---------- TASK DATA ----------
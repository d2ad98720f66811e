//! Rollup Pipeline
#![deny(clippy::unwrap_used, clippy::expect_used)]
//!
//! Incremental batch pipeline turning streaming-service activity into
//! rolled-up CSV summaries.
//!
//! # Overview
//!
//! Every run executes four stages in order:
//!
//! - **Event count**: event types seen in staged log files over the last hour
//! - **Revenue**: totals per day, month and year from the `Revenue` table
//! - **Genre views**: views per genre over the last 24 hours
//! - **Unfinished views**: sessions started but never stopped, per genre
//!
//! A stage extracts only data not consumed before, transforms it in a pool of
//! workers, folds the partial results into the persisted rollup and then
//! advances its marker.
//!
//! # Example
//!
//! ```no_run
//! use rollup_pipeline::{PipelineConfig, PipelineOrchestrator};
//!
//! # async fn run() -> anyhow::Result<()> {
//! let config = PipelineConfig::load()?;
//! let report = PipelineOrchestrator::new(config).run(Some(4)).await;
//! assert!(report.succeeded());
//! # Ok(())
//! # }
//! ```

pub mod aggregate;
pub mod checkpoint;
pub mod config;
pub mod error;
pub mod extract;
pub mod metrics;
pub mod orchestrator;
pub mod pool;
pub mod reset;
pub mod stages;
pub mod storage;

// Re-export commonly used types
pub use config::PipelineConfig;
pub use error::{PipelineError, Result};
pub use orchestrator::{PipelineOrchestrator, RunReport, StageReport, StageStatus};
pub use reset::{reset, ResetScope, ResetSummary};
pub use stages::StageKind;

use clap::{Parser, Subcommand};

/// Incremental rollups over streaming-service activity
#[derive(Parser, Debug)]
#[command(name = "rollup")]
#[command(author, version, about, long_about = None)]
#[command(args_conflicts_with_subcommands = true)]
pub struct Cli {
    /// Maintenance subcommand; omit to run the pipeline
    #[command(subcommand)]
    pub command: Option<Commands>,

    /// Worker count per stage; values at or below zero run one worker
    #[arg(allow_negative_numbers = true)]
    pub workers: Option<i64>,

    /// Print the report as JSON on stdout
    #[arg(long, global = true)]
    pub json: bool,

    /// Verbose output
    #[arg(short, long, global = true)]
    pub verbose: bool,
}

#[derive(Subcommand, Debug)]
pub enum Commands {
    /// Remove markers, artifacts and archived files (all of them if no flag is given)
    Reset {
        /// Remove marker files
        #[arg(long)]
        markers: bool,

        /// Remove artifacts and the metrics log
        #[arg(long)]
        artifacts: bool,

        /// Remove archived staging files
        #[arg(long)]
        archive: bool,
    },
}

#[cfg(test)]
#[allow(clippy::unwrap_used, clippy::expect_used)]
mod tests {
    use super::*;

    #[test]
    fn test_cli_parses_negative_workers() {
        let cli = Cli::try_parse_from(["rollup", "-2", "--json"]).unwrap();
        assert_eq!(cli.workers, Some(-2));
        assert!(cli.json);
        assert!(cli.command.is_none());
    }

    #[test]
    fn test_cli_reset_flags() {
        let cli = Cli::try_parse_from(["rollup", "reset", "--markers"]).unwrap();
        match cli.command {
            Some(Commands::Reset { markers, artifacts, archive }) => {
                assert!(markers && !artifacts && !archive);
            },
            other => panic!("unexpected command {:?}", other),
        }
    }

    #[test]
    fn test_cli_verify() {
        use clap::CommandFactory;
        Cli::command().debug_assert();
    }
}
----------
---------- TASK DATA ----------
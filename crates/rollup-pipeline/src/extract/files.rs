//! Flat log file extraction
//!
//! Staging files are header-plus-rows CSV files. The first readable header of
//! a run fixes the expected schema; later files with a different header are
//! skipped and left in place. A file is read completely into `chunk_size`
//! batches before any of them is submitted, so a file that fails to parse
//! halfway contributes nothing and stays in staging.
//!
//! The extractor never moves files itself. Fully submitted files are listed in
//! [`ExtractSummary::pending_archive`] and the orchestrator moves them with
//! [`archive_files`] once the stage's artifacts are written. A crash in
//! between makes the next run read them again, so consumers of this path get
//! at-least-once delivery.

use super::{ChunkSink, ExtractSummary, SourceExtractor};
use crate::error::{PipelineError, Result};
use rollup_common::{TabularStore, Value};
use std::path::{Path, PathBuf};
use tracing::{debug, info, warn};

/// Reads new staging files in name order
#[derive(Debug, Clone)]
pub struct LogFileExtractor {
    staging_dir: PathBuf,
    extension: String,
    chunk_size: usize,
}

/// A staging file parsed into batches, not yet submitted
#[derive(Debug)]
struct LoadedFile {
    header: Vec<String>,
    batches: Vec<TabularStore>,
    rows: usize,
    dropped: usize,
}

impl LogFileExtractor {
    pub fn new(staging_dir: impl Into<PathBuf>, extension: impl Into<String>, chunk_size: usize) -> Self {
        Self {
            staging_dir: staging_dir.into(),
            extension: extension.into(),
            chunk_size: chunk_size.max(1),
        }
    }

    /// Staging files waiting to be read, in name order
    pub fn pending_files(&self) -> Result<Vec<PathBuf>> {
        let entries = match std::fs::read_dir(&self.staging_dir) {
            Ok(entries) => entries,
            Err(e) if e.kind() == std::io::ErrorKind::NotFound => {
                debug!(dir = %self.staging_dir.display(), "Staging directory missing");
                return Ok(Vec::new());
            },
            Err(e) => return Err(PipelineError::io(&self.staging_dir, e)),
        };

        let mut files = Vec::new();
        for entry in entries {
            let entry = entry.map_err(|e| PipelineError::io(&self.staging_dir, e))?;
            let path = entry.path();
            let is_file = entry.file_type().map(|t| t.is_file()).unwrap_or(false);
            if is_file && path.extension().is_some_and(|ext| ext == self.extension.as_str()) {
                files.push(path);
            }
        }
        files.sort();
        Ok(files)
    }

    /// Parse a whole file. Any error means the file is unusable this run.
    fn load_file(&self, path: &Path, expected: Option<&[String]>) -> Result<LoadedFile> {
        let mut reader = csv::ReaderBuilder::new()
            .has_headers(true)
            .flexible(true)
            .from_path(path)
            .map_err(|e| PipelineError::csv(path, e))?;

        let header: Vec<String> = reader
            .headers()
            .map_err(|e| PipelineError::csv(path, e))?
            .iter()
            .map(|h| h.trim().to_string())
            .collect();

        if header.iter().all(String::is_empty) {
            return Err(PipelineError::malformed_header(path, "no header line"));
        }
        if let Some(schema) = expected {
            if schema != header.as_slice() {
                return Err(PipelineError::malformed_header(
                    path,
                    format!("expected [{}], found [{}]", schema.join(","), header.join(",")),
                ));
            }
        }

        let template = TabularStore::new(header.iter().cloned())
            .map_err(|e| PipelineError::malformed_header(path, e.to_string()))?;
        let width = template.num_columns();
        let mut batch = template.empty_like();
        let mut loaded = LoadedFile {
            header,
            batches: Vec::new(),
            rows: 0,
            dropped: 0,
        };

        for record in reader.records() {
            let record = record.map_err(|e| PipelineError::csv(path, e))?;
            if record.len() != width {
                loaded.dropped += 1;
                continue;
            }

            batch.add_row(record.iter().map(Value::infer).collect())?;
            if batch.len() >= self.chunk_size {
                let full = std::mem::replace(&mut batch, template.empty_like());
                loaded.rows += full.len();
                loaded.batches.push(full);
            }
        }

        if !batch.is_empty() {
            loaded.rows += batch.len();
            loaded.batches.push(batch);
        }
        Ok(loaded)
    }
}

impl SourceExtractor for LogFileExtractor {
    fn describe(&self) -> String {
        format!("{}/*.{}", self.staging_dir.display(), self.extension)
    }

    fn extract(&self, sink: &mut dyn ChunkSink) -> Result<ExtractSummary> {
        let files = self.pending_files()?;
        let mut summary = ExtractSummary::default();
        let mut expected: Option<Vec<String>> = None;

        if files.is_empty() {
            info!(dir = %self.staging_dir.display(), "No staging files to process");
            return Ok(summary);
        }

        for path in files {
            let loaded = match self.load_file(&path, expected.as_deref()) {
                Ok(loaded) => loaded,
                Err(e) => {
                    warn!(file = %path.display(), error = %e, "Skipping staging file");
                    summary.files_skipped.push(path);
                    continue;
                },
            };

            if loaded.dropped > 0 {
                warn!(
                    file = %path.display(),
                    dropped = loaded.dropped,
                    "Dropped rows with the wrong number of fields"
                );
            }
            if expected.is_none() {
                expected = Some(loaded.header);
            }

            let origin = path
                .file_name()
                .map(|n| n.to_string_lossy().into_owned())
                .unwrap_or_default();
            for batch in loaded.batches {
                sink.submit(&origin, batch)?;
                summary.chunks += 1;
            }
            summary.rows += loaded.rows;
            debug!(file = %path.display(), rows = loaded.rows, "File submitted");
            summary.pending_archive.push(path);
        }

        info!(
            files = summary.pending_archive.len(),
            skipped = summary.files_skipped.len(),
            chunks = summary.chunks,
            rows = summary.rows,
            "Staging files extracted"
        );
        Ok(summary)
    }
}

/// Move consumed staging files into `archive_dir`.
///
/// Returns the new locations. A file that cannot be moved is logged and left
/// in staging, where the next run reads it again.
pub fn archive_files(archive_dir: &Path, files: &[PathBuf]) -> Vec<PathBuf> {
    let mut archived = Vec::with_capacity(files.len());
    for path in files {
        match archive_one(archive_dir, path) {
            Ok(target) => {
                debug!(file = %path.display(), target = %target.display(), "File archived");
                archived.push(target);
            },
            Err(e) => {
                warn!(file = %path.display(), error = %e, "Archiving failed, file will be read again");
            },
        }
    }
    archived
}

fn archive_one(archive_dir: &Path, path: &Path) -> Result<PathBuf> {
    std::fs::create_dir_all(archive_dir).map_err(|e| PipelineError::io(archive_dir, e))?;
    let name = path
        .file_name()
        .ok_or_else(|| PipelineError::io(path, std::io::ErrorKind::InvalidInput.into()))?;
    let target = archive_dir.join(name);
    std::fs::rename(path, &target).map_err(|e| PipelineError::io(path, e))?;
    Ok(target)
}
----------
> **PROBLEM TO WORK ON**:
The response should be the listing above, limited to the lines between the one holding "let mut loaded" and the one holding "let mut summary", inclusive, reproduced exactly.

> **THE COMPLETED TASK**:
        let mut loaded = LoadedFile {
            header,
            batches: Vec::new(),
            rows: 0,
            dropped: 0,
        };

        for record in reader.records() {
            let record = record.map_err(|e| PipelineError::csv(path, e))?;
            if record.len() != width {
                loaded.dropped += 1;
                continue;
            }

            batch.add_row(record.iter().map(Value::infer).collect())?;
            if batch.len() >= self.chunk_size {
                let full = std::mem::replace(&mut batch, template.empty_like());
                loaded.rows += full.len();
                loaded.batches.push(full);
            }
        }

        if !batch.is_empty() {
            loaded.rows += batch.len();
            loaded.batches.push(batch);
        }
        Ok(loaded)
    }
}

impl SourceExtractor for LogFileExtractor {
    fn describe(&self) -> String {
        format!("{}/*.{}", self.staging_dir.display(), self.extension)
    }

    fn extract(&self, sink: &mut dyn ChunkSink) -> Result<ExtractSummary> {
        let files = self.pending_files()?;
        let mut summary = ExtractSummary::default();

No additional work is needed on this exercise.